Copy each line of the entries below that contains the string "soon".
*** SUPPLIED RECORDS Section Begins ***
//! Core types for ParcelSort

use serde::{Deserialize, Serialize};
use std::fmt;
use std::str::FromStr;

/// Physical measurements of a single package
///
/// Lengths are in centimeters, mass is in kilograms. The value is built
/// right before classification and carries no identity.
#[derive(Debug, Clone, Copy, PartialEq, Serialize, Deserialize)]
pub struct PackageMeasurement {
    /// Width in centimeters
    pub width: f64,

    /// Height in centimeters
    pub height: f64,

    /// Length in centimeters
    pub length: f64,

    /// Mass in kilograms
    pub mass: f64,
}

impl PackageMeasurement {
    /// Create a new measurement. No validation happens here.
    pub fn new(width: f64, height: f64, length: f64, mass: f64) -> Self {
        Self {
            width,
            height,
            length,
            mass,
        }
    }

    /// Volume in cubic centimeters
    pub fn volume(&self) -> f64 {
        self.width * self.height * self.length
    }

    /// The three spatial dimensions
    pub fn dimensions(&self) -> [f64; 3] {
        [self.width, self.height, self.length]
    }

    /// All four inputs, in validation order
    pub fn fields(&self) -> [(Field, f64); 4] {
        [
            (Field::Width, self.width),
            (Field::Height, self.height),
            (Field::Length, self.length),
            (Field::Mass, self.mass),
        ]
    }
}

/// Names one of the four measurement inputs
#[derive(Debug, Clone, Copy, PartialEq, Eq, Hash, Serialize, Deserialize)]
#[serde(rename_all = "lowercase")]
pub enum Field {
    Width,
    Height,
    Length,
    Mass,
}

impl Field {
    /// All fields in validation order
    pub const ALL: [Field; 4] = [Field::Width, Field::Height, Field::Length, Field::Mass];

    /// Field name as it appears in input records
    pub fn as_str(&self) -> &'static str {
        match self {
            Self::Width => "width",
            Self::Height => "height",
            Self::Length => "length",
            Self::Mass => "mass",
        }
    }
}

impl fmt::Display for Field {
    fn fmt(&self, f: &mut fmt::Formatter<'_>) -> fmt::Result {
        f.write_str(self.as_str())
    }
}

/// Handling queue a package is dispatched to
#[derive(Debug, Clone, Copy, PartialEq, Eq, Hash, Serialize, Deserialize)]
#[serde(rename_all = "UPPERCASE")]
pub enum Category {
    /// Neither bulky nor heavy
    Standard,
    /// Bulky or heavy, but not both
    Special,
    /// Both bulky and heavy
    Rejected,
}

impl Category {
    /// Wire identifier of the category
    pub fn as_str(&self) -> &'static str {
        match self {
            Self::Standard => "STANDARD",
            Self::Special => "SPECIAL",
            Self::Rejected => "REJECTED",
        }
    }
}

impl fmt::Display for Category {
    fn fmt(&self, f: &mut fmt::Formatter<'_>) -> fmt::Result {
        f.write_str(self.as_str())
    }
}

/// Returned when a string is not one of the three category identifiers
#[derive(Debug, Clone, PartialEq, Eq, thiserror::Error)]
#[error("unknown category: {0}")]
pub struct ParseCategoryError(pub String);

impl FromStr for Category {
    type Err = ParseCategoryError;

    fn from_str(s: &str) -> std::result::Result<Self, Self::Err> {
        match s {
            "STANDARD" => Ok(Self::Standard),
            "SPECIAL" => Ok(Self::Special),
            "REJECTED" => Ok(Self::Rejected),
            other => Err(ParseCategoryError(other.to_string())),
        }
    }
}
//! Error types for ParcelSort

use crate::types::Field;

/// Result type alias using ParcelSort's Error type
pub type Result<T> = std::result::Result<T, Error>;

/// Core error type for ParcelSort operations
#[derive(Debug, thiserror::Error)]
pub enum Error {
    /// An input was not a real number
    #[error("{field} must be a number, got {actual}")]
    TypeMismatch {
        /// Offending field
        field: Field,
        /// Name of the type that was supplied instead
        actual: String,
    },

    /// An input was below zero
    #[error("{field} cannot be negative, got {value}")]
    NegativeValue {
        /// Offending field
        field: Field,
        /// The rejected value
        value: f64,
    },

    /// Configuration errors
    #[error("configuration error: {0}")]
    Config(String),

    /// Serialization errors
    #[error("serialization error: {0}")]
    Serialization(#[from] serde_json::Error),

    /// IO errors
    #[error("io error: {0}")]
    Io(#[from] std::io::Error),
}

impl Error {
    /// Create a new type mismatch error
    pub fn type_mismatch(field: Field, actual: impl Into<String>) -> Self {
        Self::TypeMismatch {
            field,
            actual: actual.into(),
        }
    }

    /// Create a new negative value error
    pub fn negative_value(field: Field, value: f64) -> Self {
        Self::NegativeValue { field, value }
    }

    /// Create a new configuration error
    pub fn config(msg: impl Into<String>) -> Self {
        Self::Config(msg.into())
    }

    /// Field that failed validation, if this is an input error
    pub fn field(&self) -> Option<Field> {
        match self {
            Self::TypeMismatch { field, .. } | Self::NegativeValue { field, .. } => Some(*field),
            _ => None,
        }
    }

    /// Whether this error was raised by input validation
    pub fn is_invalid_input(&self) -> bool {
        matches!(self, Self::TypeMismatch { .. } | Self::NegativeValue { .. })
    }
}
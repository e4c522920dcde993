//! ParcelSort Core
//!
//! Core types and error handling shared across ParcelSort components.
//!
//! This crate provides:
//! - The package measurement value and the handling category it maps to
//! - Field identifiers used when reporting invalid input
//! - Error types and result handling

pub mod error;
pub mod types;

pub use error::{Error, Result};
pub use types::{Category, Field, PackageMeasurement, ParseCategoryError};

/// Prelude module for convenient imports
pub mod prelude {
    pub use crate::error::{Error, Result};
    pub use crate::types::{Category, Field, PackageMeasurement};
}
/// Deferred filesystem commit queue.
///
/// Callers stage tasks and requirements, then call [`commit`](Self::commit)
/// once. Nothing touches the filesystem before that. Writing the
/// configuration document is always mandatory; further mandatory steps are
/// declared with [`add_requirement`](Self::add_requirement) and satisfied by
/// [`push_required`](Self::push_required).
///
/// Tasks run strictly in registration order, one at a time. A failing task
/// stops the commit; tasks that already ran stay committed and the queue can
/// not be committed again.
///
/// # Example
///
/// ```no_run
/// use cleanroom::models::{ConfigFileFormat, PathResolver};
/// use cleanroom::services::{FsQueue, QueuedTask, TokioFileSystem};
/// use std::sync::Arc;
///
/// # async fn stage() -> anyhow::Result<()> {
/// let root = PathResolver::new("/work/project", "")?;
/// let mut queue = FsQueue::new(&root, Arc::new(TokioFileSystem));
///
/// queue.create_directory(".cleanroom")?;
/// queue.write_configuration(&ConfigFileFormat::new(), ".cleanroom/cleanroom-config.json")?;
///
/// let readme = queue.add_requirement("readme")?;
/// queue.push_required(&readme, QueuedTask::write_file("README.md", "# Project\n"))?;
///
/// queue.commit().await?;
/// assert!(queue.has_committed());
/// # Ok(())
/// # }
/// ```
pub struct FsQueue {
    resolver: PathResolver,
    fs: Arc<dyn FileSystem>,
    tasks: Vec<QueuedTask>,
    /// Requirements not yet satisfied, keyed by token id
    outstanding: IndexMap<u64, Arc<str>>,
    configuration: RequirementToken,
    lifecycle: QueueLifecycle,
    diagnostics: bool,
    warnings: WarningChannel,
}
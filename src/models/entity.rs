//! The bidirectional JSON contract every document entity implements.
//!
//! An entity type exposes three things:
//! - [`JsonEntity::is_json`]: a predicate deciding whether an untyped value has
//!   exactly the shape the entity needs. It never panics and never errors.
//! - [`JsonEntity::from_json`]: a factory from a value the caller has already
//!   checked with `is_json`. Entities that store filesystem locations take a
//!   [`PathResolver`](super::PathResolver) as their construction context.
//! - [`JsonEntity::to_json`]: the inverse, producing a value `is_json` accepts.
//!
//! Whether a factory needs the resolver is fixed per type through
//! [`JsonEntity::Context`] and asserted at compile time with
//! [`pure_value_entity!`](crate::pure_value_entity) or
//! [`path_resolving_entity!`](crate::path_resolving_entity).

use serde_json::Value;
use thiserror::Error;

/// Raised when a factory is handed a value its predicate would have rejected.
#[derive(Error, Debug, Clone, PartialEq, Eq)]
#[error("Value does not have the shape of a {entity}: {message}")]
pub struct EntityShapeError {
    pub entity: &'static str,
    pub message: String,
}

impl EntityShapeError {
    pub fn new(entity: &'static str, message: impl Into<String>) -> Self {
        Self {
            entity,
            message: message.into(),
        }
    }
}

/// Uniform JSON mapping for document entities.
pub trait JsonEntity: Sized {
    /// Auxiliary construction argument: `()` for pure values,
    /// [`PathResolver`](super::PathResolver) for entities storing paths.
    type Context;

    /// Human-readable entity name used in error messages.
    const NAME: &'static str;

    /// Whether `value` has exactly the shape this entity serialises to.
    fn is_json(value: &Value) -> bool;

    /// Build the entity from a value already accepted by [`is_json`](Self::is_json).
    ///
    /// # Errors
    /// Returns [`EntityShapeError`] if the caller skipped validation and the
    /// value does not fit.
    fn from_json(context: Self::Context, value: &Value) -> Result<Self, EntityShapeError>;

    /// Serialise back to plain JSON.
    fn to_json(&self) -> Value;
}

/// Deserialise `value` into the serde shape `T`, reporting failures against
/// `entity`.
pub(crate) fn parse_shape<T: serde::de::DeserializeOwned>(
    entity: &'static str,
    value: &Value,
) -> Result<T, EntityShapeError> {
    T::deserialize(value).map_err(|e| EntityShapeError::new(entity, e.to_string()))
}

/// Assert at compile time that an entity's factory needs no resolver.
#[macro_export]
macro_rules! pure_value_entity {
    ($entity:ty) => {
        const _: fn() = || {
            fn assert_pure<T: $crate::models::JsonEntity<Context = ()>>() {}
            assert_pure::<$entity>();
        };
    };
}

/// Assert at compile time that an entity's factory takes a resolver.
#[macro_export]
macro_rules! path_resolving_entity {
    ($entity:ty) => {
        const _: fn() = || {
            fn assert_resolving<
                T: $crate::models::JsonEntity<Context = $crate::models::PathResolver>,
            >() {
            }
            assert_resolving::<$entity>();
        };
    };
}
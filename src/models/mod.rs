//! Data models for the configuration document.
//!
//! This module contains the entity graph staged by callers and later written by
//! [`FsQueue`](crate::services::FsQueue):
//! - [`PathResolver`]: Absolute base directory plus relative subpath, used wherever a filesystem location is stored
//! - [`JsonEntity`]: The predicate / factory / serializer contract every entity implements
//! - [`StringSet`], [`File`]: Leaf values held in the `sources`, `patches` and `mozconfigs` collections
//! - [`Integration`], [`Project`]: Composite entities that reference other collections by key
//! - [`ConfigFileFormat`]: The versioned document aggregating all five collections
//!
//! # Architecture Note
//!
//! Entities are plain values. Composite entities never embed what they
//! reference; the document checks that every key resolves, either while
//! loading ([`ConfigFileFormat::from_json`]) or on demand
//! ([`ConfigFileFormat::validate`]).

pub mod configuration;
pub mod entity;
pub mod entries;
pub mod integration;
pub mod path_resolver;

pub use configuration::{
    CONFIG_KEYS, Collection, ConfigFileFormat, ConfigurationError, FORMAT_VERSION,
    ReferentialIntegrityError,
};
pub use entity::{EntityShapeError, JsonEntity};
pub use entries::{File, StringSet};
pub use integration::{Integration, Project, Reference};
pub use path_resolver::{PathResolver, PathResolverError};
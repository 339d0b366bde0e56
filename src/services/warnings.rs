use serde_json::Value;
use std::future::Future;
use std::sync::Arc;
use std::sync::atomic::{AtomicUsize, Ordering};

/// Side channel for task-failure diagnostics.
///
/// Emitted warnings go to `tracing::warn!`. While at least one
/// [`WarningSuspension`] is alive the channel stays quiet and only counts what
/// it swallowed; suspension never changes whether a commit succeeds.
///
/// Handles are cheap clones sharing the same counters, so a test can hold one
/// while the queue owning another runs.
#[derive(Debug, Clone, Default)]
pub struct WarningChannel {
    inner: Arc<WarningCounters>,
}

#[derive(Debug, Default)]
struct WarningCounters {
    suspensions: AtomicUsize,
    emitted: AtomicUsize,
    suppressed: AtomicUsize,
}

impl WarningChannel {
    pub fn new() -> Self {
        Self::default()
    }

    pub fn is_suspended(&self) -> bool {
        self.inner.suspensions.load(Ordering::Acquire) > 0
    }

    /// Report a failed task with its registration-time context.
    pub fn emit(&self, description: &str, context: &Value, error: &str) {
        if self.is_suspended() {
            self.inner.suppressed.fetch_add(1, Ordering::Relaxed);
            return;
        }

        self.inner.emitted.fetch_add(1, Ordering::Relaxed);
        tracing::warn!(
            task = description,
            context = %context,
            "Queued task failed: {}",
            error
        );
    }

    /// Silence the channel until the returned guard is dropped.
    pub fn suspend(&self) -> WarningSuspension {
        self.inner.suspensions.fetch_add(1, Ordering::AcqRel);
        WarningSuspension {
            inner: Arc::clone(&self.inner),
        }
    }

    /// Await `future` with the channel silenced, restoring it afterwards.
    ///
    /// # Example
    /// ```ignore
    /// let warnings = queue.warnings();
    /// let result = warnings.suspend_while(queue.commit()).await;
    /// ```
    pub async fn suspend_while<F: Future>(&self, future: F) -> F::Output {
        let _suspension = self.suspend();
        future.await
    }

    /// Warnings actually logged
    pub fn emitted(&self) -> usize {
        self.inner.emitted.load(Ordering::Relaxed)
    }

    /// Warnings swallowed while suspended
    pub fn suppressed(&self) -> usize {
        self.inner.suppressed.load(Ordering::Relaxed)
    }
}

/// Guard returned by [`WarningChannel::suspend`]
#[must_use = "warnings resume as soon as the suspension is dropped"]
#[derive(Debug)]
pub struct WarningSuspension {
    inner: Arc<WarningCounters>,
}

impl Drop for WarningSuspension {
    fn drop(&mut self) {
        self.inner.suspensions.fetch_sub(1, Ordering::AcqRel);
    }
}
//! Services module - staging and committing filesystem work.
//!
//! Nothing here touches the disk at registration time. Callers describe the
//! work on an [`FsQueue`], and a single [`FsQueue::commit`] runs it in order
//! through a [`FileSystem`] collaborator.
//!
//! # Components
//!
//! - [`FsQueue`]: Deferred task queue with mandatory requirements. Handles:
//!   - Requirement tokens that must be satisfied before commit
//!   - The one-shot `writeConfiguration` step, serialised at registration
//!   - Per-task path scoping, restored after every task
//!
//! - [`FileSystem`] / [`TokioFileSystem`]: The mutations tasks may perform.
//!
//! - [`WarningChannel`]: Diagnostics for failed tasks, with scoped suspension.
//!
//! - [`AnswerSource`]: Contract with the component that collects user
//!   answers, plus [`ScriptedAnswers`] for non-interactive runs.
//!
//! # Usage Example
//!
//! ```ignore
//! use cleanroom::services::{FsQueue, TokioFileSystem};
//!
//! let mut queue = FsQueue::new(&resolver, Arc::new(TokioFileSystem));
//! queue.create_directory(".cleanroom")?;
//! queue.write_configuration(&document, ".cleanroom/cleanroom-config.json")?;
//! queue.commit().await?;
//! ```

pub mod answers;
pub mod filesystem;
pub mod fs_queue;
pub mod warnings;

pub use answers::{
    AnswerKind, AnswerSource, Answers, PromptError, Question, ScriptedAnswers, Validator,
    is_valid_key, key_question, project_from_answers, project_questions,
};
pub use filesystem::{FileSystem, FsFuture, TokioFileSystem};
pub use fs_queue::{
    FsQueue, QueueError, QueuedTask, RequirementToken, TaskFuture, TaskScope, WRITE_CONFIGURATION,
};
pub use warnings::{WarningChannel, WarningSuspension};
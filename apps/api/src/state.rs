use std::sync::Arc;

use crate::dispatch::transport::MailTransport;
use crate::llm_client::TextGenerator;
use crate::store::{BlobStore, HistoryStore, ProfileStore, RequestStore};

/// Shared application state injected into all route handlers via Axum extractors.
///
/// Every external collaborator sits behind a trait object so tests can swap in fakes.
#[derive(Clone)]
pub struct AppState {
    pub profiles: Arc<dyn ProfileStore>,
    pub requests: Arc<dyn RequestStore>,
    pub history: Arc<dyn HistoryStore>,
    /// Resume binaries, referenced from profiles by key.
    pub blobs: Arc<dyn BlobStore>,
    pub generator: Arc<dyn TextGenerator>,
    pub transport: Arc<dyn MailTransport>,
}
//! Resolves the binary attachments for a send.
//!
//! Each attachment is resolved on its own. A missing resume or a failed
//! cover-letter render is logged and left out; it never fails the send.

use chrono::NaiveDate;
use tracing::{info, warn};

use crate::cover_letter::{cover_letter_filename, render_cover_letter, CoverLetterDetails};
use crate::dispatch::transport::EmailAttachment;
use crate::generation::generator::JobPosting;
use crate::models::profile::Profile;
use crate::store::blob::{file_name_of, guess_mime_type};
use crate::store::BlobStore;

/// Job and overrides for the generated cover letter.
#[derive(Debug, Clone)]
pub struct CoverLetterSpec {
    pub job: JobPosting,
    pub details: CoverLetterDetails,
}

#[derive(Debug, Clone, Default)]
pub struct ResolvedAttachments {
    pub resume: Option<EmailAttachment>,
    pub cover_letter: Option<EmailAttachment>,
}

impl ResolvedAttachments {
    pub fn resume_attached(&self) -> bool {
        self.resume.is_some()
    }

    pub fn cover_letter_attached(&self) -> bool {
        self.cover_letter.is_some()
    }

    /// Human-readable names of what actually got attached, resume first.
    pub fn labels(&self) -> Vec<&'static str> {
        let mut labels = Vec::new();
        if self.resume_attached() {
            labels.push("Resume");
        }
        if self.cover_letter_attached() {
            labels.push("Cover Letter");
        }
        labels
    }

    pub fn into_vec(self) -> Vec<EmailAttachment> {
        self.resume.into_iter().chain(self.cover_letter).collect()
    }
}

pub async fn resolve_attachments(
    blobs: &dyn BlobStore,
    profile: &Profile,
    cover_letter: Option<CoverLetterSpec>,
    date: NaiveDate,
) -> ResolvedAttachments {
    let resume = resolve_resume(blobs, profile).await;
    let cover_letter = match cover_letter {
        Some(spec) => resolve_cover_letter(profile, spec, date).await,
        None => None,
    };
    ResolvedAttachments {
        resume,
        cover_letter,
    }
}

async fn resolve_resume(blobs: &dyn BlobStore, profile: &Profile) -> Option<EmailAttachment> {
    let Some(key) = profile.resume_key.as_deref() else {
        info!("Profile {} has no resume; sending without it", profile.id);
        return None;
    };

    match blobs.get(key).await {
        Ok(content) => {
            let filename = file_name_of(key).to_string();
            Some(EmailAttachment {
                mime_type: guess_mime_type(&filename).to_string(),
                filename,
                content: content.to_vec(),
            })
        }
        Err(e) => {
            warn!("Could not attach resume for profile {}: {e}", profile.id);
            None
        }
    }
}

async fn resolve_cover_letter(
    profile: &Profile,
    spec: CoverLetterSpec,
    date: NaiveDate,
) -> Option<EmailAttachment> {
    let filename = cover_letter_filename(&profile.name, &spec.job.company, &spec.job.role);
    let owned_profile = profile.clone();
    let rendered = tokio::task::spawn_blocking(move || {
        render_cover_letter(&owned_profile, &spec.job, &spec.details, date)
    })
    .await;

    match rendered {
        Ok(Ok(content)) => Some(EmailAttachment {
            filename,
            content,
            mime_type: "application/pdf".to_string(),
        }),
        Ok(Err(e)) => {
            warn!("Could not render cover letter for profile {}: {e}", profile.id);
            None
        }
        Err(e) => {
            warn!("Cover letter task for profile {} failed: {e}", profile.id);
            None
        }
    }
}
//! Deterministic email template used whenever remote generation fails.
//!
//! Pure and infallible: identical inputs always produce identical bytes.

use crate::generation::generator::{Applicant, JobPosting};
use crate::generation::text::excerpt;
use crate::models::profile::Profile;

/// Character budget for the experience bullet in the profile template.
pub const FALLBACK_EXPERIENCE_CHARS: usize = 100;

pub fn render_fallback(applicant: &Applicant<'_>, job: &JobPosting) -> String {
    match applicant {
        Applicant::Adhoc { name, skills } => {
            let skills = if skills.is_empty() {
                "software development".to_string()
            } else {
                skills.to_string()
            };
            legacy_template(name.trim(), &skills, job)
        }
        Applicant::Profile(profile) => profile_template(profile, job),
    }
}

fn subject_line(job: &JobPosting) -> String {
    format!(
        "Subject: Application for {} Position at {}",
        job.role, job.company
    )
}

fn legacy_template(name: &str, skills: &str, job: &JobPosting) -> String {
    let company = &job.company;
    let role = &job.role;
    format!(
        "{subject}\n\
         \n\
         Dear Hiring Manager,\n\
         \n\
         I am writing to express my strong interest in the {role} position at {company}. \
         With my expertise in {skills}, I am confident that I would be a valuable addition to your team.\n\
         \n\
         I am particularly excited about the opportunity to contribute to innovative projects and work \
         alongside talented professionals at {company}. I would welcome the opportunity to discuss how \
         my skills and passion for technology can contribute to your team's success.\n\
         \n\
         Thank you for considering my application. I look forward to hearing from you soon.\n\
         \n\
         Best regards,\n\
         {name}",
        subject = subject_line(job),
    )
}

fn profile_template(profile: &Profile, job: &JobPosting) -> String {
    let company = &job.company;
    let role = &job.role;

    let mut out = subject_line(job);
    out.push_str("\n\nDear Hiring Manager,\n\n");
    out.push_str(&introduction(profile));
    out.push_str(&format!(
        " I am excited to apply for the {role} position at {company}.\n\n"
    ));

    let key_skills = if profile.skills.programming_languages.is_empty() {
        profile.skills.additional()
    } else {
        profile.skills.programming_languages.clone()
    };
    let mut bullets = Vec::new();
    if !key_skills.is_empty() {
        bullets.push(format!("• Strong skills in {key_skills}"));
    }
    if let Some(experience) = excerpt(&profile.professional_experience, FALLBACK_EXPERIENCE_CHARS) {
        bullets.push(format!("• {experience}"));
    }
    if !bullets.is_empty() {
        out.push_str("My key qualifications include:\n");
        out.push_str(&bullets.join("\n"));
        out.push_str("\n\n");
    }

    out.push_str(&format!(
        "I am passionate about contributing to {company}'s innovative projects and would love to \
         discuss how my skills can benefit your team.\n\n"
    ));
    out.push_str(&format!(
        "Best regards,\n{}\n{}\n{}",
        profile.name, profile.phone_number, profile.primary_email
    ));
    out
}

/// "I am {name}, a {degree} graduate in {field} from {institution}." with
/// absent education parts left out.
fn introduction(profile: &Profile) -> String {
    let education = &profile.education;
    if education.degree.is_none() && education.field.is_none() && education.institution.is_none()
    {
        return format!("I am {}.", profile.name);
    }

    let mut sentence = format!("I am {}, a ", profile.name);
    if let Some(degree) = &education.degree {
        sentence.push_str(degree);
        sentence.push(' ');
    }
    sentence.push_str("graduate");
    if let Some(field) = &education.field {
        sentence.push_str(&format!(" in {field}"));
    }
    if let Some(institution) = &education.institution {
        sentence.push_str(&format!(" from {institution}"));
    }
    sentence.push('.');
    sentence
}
*** SUPPLIED RECORDS Section Ends ***
WRITTEN RESPONSE:
#[must_use = "warnings resume as soon as the suspension is dropped"]
         Thank you for considering my application. I look forward to hearing from you soon.\n\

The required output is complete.